D.Consultant acknowledges that he is responsible for payment of any income, payroll or social taxes that may accrue under law by reason of the services to be provided hereunder. Further, Consultant will comply with all taxing authorities, regulations and laws, and will indemnify and hold the Company harmless for any claims or loss sustained by the Company because of his breach of any covenant contained in this Section 1.D. Notwithstanding the foregoing, the Company may withhold any income, payroll or social taxes if required by any taxing authorities, regulations or laws.

E.Consultant acknowledges that since he is not an active employee of the Company, he is neither entitled nor eligible to participate in any employee benefit plans of the Company or any affiliate on account of his service as a Consultant and he hereby waives any claim to participate in such plans based on his services under this Agreement. Notwithstanding the foregoing, nothing in this Agreement shall prohibit Consultant from receiving any benefit to which he is entitled or participating in any plan for which he is eligible as a result of his prior service as an employee of the Company.

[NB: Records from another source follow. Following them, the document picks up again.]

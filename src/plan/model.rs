//! 生产计划（已校验的内存模型）
//!
//! 由 [`PlanSpec`] 构建；构建时完成全部致命错误检查，仿真期间只读。

use std::collections::HashMap;
use std::fs;
use std::path::Path;

use tracing::{debug, info};

use super::spec::{
    ActivityRefSpec, ActivitySpec, EarliestStartSpec, FactorySpec, PLAN_SCHEMA_VERSION, PlanSpec,
    ProductSpec, TemporalRelationSpec,
};
use crate::error::SimError;
use crate::factory::{ActivityId, ActivityKey, Needs, ProductIndex};
use crate::sim::SimTime;

/// 前驱与后继开始时间之间允许的时滞窗口
#[derive(Debug, Clone, Copy, PartialEq, Eq, Default)]
pub struct TemporalRelation {
    pub min_lag: u64,
    pub max_lag: Option<u64>,
}

/// 活动的一个前驱及其时滞约束
#[derive(Debug, Clone, Copy, PartialEq, Eq)]
pub struct Predecessor {
    pub activity: ActivityId,
    pub relation: TemporalRelation,
}

/// 计划中的一个活动
#[derive(Debug, Clone)]
pub struct PlannedActivity {
    pub id: ActivityId,
    pub processing_time: SimTime,
    pub needs: Needs,
    /// 按声明顺序
    pub predecessors: Vec<Predecessor>,
    /// 不可同时处于活跃状态的 (产品下标, 活动)
    pub incompatible_with: Vec<ActivityKey>,
}

/// 计划中的一个产品实例
#[derive(Debug, Clone)]
pub struct PlannedProduct {
    pub index: ProductIndex,
    pub product_id: u64,
    pub name: String,
    pub deadline: SimTime,
    pub activities: Vec<PlannedActivity>,
    by_id: HashMap<ActivityId, usize>,
}

impl PlannedProduct {
    pub fn activity(&self, id: ActivityId) -> Option<&PlannedActivity> {
        self.by_id.get(&id).map(|&i| &self.activities[i])
    }
}

/// 计划给出的最早开始时间（默认调度器按此派发）
#[derive(Debug, Clone, Copy, PartialEq, Eq)]
pub struct EarliestStart {
    pub key: ActivityKey,
    pub at: SimTime,
}

#[derive(Debug, Clone)]
pub struct ProductionPlan {
    name: String,
    factory_name: String,
    resource_names: Vec<String>,
    capacity: Vec<usize>,
    products: Vec<PlannedProduct>,
    earliest_start: Vec<EarliestStart>,
}

impl ProductionPlan {
    /// 从 JSON 文件加载并校验
    pub fn load(path: impl AsRef<Path>) -> Result<Self, SimError> {
        let raw = fs::read_to_string(path.as_ref())?;
        Self::from_json_str(&raw)
    }

    pub fn from_json_str(raw: &str) -> Result<Self, SimError> {
        let spec: PlanSpec = serde_json::from_str(raw)?;
        Self::from_spec(&spec)
    }

    #[tracing::instrument(skip(spec), fields(plan = spec.name.as_deref().unwrap_or("")))]
    pub fn from_spec(spec: &PlanSpec) -> Result<Self, SimError> {
        if spec.schema_version != PLAN_SCHEMA_VERSION {
            return Err(SimError::UnsupportedSchema(spec.schema_version));
        }
        let groups = spec.factory.resource_names.len();
        if spec.factory.capacity.len() != groups {
            return Err(SimError::PlanShape {
                names: groups,
                capacities: spec.factory.capacity.len(),
            });
        }
        if spec.deadlines.len() != spec.product_ids.len() {
            return Err(SimError::DeadlineCount {
                products: spec.product_ids.len(),
                deadlines: spec.deadlines.len(),
            });
        }

        let mut catalog: HashMap<u64, &ProductSpec> = HashMap::with_capacity(spec.products.len());
        for p in &spec.products {
            if catalog.insert(p.id, p).is_some() {
                return Err(SimError::DuplicateProduct(p.id));
            }
        }
        // 目录产品 id -> 计划中实例化它的所有下标
        let mut instances: HashMap<u64, Vec<ProductIndex>> = HashMap::new();
        for (index, id) in spec.product_ids.iter().enumerate() {
            if !catalog.contains_key(id) {
                return Err(SimError::UnknownProduct(*id));
            }
            instances.entry(*id).or_default().push(ProductIndex(index));
        }

        let mut products = Vec::with_capacity(spec.product_ids.len());
        for (index, (id, deadline)) in spec.product_ids.iter().zip(&spec.deadlines).enumerate() {
            let product = catalog[id];
            products.push(build_product(
                ProductIndex(index),
                product,
                SimTime(*deadline),
                groups,
                &catalog,
                &instances,
            )?);
        }

        for (group, (name, cap)) in spec
            .factory
            .resource_names
            .iter()
            .zip(&spec.factory.capacity)
            .enumerate()
        {
            let demanded = products
                .iter()
                .flat_map(|p| &p.activities)
                .any(|a| a.needs.0[group] > 0);
            if demanded && *cap == 0 {
                return Err(SimError::ZeroCapacity {
                    group: name.clone(),
                });
            }
        }

        let mut earliest_start = Vec::with_capacity(spec.earliest_start.len());
        for es in &spec.earliest_start {
            let Some(product) = products.get(es.product_index) else {
                return Err(SimError::UnknownProductIndex {
                    product: es.product_index,
                    products: products.len(),
                });
            };
            let key = ActivityKey::new(es.product_index, es.activity_id);
            if product.activity(key.activity).is_none() {
                return Err(SimError::UnknownActivity {
                    product: product.product_id,
                    activity: es.activity_id,
                });
            }
            earliest_start.push(EarliestStart {
                key,
                at: SimTime(es.earliest_start),
            });
        }

        let plan = Self {
            name: spec.name.clone().unwrap_or_default(),
            factory_name: spec.factory.name.clone().unwrap_or_default(),
            resource_names: spec.factory.resource_names.clone(),
            capacity: spec.factory.capacity.clone(),
            products,
            earliest_start,
        };
        info!(
            products = plan.products.len(),
            activities = plan.activity_count(),
            resource_groups = groups,
            "📋 生产计划已加载"
        );
        Ok(plan)
    }

    pub fn builder(name: impl Into<String>) -> PlanBuilder {
        PlanBuilder::new(name)
    }

    pub fn name(&self) -> &str {
        &self.name
    }

    pub fn factory_name(&self) -> &str {
        &self.factory_name
    }

    pub fn resource_names(&self) -> &[String] {
        &self.resource_names
    }

    pub fn capacity(&self) -> &[usize] {
        &self.capacity
    }

    pub fn resource_groups(&self) -> usize {
        self.resource_names.len()
    }

    pub fn products(&self) -> &[PlannedProduct] {
        &self.products
    }

    pub fn product(&self, index: ProductIndex) -> Option<&PlannedProduct> {
        self.products.get(index.0)
    }

    pub fn activity(&self, key: ActivityKey) -> Option<&PlannedActivity> {
        self.product(key.product)?.activity(key.activity)
    }

    /// 所有计划活动，按产品下标、再按活动声明顺序
    pub fn activity_keys(&self) -> impl Iterator<Item = ActivityKey> + '_ {
        self.products.iter().flat_map(|p| {
            p.activities.iter().map(move |a| ActivityKey {
                product: p.index,
                activity: a.id,
            })
        })
    }

    pub fn activity_count(&self) -> usize {
        self.products.iter().map(|p| p.activities.len()).sum()
    }

    pub fn earliest_start(&self) -> &[EarliestStart] {
        &self.earliest_start
    }
}

fn build_product(
    index: ProductIndex,
    spec: &ProductSpec,
    deadline: SimTime,
    groups: usize,
    catalog: &HashMap<u64, &ProductSpec>,
    instances: &HashMap<u64, Vec<ProductIndex>>,
) -> Result<PlannedProduct, SimError> {
    let mut by_id = HashMap::with_capacity(spec.activities.len());
    for (pos, a) in spec.activities.iter().enumerate() {
        if by_id.insert(ActivityId(a.id), pos).is_some() {
            return Err(SimError::DuplicateActivity {
                product: spec.id,
                activity: a.id,
            });
        }
        if a.needs.len() != groups {
            return Err(SimError::NeedsLength {
                product: spec.id,
                activity: a.id,
                expected: groups,
                found: a.needs.len(),
            });
        }
    }

    let mut activities: Vec<PlannedActivity> = spec
        .activities
        .iter()
        .map(|a| PlannedActivity {
            id: ActivityId(a.id),
            processing_time: SimTime(a.processing_time),
            needs: a.needs.clone(),
            predecessors: Vec::new(),
            incompatible_with: Vec::new(),
        })
        .collect();

    for rel in &spec.temporal_relations {
        for end in [rel.predecessor, rel.successor] {
            if !by_id.contains_key(&ActivityId(end)) {
                return Err(SimError::UnknownActivity {
                    product: spec.id,
                    activity: end,
                });
            }
        }
        if let Some(max_lag) = rel.max_lag.filter(|&m| m < rel.min_lag) {
            return Err(SimError::InvalidLag {
                product: spec.id,
                predecessor: rel.predecessor,
                successor: rel.successor,
                min_lag: rel.min_lag,
                max_lag,
            });
        }
        let succ = by_id[&ActivityId(rel.successor)];
        activities[succ].predecessors.push(Predecessor {
            activity: ActivityId(rel.predecessor),
            relation: TemporalRelation {
                min_lag: rel.min_lag,
                max_lag: rel.max_lag,
            },
        });
    }

    for (a, planned) in spec.activities.iter().zip(activities.iter_mut()) {
        for r in &a.incompatible_with {
            let Some(other) = catalog.get(&r.product_id) else {
                return Err(SimError::UnknownProduct(r.product_id));
            };
            if !other.activities.iter().any(|x| x.id == r.activity_id) {
                return Err(SimError::UnknownActivity {
                    product: r.product_id,
                    activity: r.activity_id,
                });
            }
            // 目录中存在但未被计划实例化的产品不会产生约束
            for &p in instances.get(&r.product_id).into_iter().flatten() {
                planned.incompatible_with.push(ActivityKey {
                    product: p,
                    activity: ActivityId(r.activity_id),
                });
            }
        }
    }

    debug!(index = index.0, product_id = spec.id, activities = activities.len(), "产品已实例化");
    Ok(PlannedProduct {
        index,
        product_id: spec.id,
        name: spec.name.clone().unwrap_or_default(),
        deadline,
        activities,
        by_id,
    })
}

/// 以代码方式构建计划：每个产品既是目录条目也是计划实例（产品 id = 产品下标）。
#[derive(Debug, Clone)]
pub struct PlanBuilder {
    spec: PlanSpec,
}

impl PlanBuilder {
    pub fn new(name: impl Into<String>) -> Self {
        Self {
            spec: PlanSpec {
                schema_version: PLAN_SCHEMA_VERSION,
                name: Some(name.into()),
                factory: FactorySpec {
                    name: None,
                    resource_names: Vec::new(),
                    capacity: Vec::new(),
                },
                products: Vec::new(),
                product_ids: Vec::new(),
                deadlines: Vec::new(),
                earliest_start: Vec::new(),
            },
        }
    }

    /// 添加资源组，返回资源组下标
    pub fn resource(&mut self, name: impl Into<String>, capacity: usize) -> usize {
        self.spec.factory.resource_names.push(name.into());
        self.spec.factory.capacity.push(capacity);
        self.spec.factory.capacity.len() - 1
    }

    /// 添加产品，返回产品下标
    pub fn product(&mut self, name: impl Into<String>, deadline: u64) -> usize {
        let index = self.spec.products.len();
        self.spec.products.push(ProductSpec {
            id: index as u64,
            name: Some(name.into()),
            activities: Vec::new(),
            temporal_relations: Vec::new(),
        });
        self.spec.product_ids.push(index as u64);
        self.spec.deadlines.push(deadline);
        index
    }

    /// 为产品添加活动；`product` 越界时忽略。
    pub fn activity(
        &mut self,
        product: usize,
        id: usize,
        processing_time: u64,
        needs: impl Into<Needs>,
    ) -> &mut Self {
        if let Some(p) = self.spec.products.get_mut(product) {
            p.activities.push(ActivitySpec {
                id,
                processing_time,
                needs: needs.into(),
                incompatible_with: Vec::new(),
            });
        }
        self
    }

    pub fn relation(
        &mut self,
        product: usize,
        predecessor: usize,
        successor: usize,
        min_lag: u64,
        max_lag: Option<u64>,
    ) -> &mut Self {
        if let Some(p) = self.spec.products.get_mut(product) {
            p.temporal_relations.push(TemporalRelationSpec {
                predecessor,
                successor,
                min_lag,
                max_lag,
            });
        }
        self
    }

    /// 声明 `a` 与 `b` 互斥（双向登记）
    pub fn incompatible(&mut self, a: ActivityKey, b: ActivityKey) -> &mut Self {
        self.declare_incompatible(a, b);
        self.declare_incompatible(b, a);
        self
    }

    fn declare_incompatible(&mut self, on: ActivityKey, other: ActivityKey) {
        let target = ActivityRefSpec {
            product_id: other.product.0 as u64,
            activity_id: other.activity.0,
        };
        let activity = self
            .spec
            .products
            .get_mut(on.product.0)
            .and_then(|p| p.activities.iter_mut().find(|a| a.id == on.activity.0));
        if let Some(a) = activity {
            a.incompatible_with.push(target);
        }
    }

    pub fn earliest_start(&mut self, key: ActivityKey, at: u64) -> &mut Self {
        self.spec.earliest_start.push(EarliestStartSpec {
            product_index: key.product.0,
            activity_id: key.activity.0,
            earliest_start: at,
        });
        self
    }

    pub fn spec(&self) -> &PlanSpec {
        &self.spec
    }

    pub fn build(&self) -> Result<ProductionPlan, SimError> {
        ProductionPlan::from_spec(&self.spec)
    }
}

F.Nothing in this Agreement shall be construed to conflict or interfere in any way with Consultant's performance of his obligations as a witness in any litigation matters relating to Consultant's services under this Agreement or his past services as an active employee of the Company. It is further understood that the provisions herein shall be subject to any legal obligations of the Consultant as a witness arising under the laws of the relevant jurisdiction in which the Consultant may appear as a witness pursuant to this Agreement or under any lawful decisions of the courts of such jurisdiction.







2.Compensation.

A.    Consulting Fee. The Company shall pay Consultant a fee for the performance of services under this Agreement (the “Consulting Fee”) in the amount of $10,000, which shall be payable in a single lump sum payment within ten (10) days of the expiration of the Term.

B.    Expenses.

(i)The Company shall reimburse Consultant for all reasonable expenses actually incurred or paid by him during the Term in the performance of his services hereunder upon presentation of such expense statements, vouchers or such other supporting information as the Company may reasonably require in accordance with Company policy. The Company specifically agrees to reimburse Consultant for the cost of business-class airfare and reasonable expenses incurred for hotel accommodations, meals and other expenses related to travel undertaken in connection with the performance of services under this Agreement. The timing of any such reimbursement shall be determined in accordance with Company policy.

(ii)Notwithstanding any provision of this Agreement to the contrary and contingent upon Consultant's presentation of such supporting information as the Company may reasonably require, the Company shall reimburse Consultant for (i) the amount of any personal income tax liability to the Norwegian tax authorities which may arise in connection with his performance of services under the terms of this Agreement and (ii) the reasonable cost of any tax preparation services actually utilized by Consultant to determine the extent of such tax liability. Consultant shall satisfy any such tax liability by direct and timely payment of all amounts due and owing to the Norwegian tax authorities in accordance with applicable law and the Company assumes no responsibility for withholding, transmitting or otherwise arranging for the payment of any such amounts. Consultant shall be entitled to claim any foreign tax credit available in connection with the satisfaction of any tax liability under the Internal Revenue Code of 1986, as amended. The timing of any reimbursements under this Section 2(b)(ii) shall be determined in accordance with Company policy.
    
3.Notices. All notices and other communications hereunder shall be in writing and shall be given (and shall be deemed to have been duly given upon receipt) by delivery in person, by registered or certified mail (return receipt requested and with postage prepaid thereon) or by facsimile transmission to the respective parties at the following addresses (or at such other address as either party shall have previously furnished to the other in accordance with the terms of this Section 6):

if to the Company:

Transocean Offshore Deepwater Drilling Inc.
c/o General Counsel
Chemin de Blandonnet 10
CH-1214 Vernier
Switzerland
        

if to Consultant:

Mr. Gregory L. Cauthen
5409 Valerie Street
Bellaire, TX 77401
United States of America

4.Amendment; Waiver. The terms and provisions of this Agreement may be modified or amended only by a written instrument executed by each of the parties hereto, and compliance with the terms and provisions hereof may be waived only by a written instrument executed by each party entitled to the benefits thereof. No failure or delay on the part of any party in exercising any right, power or privilege granted hereunder shall constitute a waiver thereof, nor shall any single or partial exercise of any such right, power or privilege preclude any other or further exercise thereof or the exercise of any other right, power or privilege granted hereunder.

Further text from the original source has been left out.